** ACTION ITEM **
Transcribe each entry shown below with no difference from the original.

** RECORD EXCERPTS **
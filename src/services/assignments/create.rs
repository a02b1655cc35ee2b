use actix_web::{HttpRequest, HttpResponse, Result as ActixResult};

use crate::lifecycle::AssignmentLifecycle;
use crate::models::{ApiResponse, assignments::requests::CreateAssignmentRequest};
use crate::services::error_response;

use super::{AssignmentService, caller_or_unauthorized, populate_assignment};

pub async fn handle_create_assignment(
    service: &AssignmentService,
    request: &HttpRequest,
    body: CreateAssignmentRequest,
) -> ActixResult<HttpResponse> {
    let caller = match caller_or_unauthorized(request) {
        Ok(caller) => caller,
        Err(response) => return Ok(response),
    };
    let storage = service.get_storage(request)?;
    let lifecycle = AssignmentLifecycle::new(storage.clone());

    let result = async {
        let assignment = lifecycle.create(&caller, body).await?;
        populate_assignment(&storage, assignment).await
    }
    .await;

    match result {
        Ok(detail) => Ok(HttpResponse::Created().json(ApiResponse::success(
            detail,
            "Assignment created successfully",
        ))),
        Err(e) => Ok(error_response(&e)),
    }
}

** RESPONSE TO THIS TASK **
filename src/services/assignments/create.rs
repository a02b1655cc35ee2b
use actix_web::{HttpRequest, HttpResponse, Result as ActixResult};

use crate::lifecycle::AssignmentLifecycle;
use crate::models::{ApiResponse, assignments::requests::CreateAssignmentRequest};
use crate::services::error_response;

use super::{AssignmentService, caller_or_unauthorized, populate_assignment};

pub async fn handle_create_assignment(
    service: &AssignmentService,
    request: &HttpRequest,
    body: CreateAssignmentRequest,
) -> ActixResult<HttpResponse> {
    let caller = match caller_or_unauthorized(request) {
        Ok(caller) => caller,
        Err(response) => return Ok(response),
    };
    let storage = service.get_storage(request)?;
    let lifecycle = AssignmentLifecycle::new(storage.clone());

    let result = async {
        let assignment = lifecycle.create(&caller, body).await?;
        populate_assignment(&storage, assignment).await
    }
    .await;

    match result {
        Ok(detail) => Ok(HttpResponse::Created().json(ApiResponse::success(
            detail,
            "Assignment created successfully",
        ))),
        Err(e) => Ok(error_response(&e)),
    }
}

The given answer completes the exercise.